Flick, on the bench, watches play, talks to his assistant, constantly looks like a man trying to solve a problem. He prods and guides, talks to players individually. You don’t see him screaming and gesticulating, and when players come off there are hugs and pats of encouragement, even when the player filled his pants. Because the optimism and positive energy necessary to build something needs to happen even when a member of that team isn’t holding up their end. That, too, is important.
“You will be better. I appreciate what you tried to do today. Thank you.”
Bernal went down with an injury, another Masia savant, wise and gifted beyond his years. He looked to be the solution to the midfield question, then came ligaments. Damnable, fragile ligaments. Casado rolled in, and the system continued to work with adaptations based in the personnel doing the work.
This is weird. If you’re properly culer, you don’t know what to do with this feeling, so alien. Last year the team rolled into the second leg of a tie against PSG with the lead, then notched an early goal. Wait a minute, could it be …

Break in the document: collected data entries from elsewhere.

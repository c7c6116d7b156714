//! Task operations: listing unfinished work, bulk completion, and encoded descriptions.

use crate::{
    entities::{Task, records::task},
    errors::{Error, Result},
};
use sea_orm::{ConnectionTrait, QueryOrder, Set, prelude::*, sea_query::Expr};
use tracing::{info, instrument};

/// Code point distance applied by [`encode`].
const ENCODE_SHIFT: u32 = 3;

/// Inserts a task.
pub async fn create_task<C: ConnectionTrait>(
    db: &C,
    title: &str,
    description: &str,
    due_date: Date,
    is_finished: bool,
) -> Result<task::Model> {
    if title.trim().is_empty() {
        return Err(Error::validation("Task title cannot be empty"));
    }

    task::ActiveModel {
        title: Set(title.to_string()),
        description: Set(description.to_string()),
        due_date: Set(due_date),
        is_finished: Set(is_finished),
        ..Default::default()
    }
    .insert(db)
    .await
    .map_err(Into::into)
}

/// Lists unfinished tasks, one per line.
pub async fn show_unfinished_tasks(db: &DatabaseConnection) -> Result<String> {
    let tasks = Task::find()
        .filter(task::Column::IsFinished.eq(false))
        .order_by_asc(task::Column::Id)
        .all(db)
        .await?;

    Ok(tasks
        .iter()
        .map(ToString::to_string)
        .collect::<Vec<_>>()
        .join("\n"))
}

/// Marks every unfinished task with an odd id as finished.
#[instrument(skip(db))]
pub async fn complete_odd_tasks(db: &DatabaseConnection) -> Result<u64> {
    let result = Task::update_many()
        .col_expr(task::Column::IsFinished, Expr::value(true))
        .filter(task::Column::IsFinished.eq(false))
        .filter(Expr::cust("id % 2 = 1"))
        .exec(db)
        .await?;
    info!(updated = result.rows_affected, "Odd tasks completed");
    Ok(result.rows_affected)
}

/// Shifts every character three code points down.
///
/// Characters that cannot be shifted to a valid scalar value are kept unchanged.
#[must_use]
pub fn encode(text: &str) -> String {
    text.chars()
        .map(|ch| {
            u32::from(ch)
                .checked_sub(ENCODE_SHIFT)
                .and_then(char::from_u32)
                .unwrap_or(ch)
        })
        .collect()
}

/// Replaces the description of every task titled `task_title` with the encoded `text`.
#[instrument(skip(db, text))]
pub async fn encode_and_replace(
    db: &DatabaseConnection,
    text: &str,
    task_title: &str,
) -> Result<u64> {
    let result = Task::update_many()
        .col_expr(task::Column::Description, Expr::value(encode(text)))
        .filter(task::Column::Title.eq(task_title))
        .exec(db)
        .await?;
    info!(updated = result.rows_affected, "Task descriptions replaced");
    Ok(result.rows_affected)
}
//! Author entity - writes many books.

use sea_orm::entity::prelude::*;
use serde::{Deserialize, Serialize};

/// Author database model
#[derive(Clone, Debug, PartialEq, Eq, DeriveEntityModel, Serialize, Deserialize)]
#[sea_orm(table_name = "authors")]
pub struct Model {
    /// Unique identifier for the author
    #[sea_orm(primary_key)]
    pub id: i64,
    /// Author name
    pub name: String,
}

/// Defines relationships between Author and other entities
#[derive(Copy, Clone, Debug, EnumIter, DeriveRelation)]
pub enum Relation {
    /// One author has many books
    #[sea_orm(has_many = "super::book::Entity")]
    Books,
}

impl Related<super::book::Entity> for Entity {
    fn to() -> RelationDef {
        Relation::Books.def()
    }
}

impl ActiveModelBehavior for ActiveModel {}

Nope. Araujo got the stupids, the team went down to ten, Xavi kept being tactically stupid and the payoff for fleeting disappointment was losing to a team that ain’t shit, ain’t never gonna be shit. This is what optimism gets you. A pie in the face. Wipe the custard from your eyes and you see a smirking Al-Khelafi. To hell with optimism.
This is four matches. Everything could still fall apart, players could come back from this stupid, stupid international break designed to ruin early season momentum and coherence, injured and out of form.
But for the first time in a very long time, there is disappointment that for two weeks, we won’t get to see the team that we love doing magical things on the football pitch. And no, I don’t mean Femeni.